> **WHAT IS REQUIRED**: Search the material for lines containing the word "spawn", and copy each one.

———

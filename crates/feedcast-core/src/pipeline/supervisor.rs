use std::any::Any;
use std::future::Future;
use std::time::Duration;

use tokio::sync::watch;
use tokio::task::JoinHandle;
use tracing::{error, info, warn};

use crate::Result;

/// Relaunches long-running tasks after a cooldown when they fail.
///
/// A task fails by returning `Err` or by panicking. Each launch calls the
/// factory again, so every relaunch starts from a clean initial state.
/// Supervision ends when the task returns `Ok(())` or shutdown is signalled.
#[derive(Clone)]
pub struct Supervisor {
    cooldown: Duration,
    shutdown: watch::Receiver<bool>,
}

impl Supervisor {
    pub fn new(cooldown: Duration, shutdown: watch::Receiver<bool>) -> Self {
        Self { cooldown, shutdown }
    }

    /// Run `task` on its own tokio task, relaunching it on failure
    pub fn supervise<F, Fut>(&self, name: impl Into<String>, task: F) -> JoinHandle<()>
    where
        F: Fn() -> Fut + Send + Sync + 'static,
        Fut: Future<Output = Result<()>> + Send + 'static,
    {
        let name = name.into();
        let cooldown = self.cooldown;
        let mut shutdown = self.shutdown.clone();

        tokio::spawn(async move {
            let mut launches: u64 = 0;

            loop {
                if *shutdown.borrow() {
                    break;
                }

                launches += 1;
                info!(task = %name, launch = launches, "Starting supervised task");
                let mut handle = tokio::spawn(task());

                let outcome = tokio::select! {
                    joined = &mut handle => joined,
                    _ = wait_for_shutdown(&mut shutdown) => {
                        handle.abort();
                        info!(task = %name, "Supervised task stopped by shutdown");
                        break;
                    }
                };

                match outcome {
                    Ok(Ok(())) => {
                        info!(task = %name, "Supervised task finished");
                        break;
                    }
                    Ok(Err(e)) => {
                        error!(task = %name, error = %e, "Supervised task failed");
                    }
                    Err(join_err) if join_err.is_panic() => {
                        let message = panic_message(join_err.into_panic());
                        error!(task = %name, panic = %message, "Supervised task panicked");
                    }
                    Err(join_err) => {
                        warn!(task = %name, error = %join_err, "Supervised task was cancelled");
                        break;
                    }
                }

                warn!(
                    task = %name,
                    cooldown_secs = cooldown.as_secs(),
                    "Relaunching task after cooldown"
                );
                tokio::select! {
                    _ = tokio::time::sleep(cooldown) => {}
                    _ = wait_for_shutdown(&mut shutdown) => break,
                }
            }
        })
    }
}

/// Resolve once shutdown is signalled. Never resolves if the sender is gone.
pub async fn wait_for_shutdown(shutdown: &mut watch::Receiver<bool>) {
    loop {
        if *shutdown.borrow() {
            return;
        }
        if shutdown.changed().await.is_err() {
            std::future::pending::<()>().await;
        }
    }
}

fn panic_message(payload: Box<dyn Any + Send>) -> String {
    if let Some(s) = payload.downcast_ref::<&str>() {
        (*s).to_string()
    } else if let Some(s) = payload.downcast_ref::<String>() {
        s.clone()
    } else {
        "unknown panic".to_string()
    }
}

———

> **FINISHED EXERCISE**:
        tokio::spawn(async move {
                let mut handle = tokio::spawn(task());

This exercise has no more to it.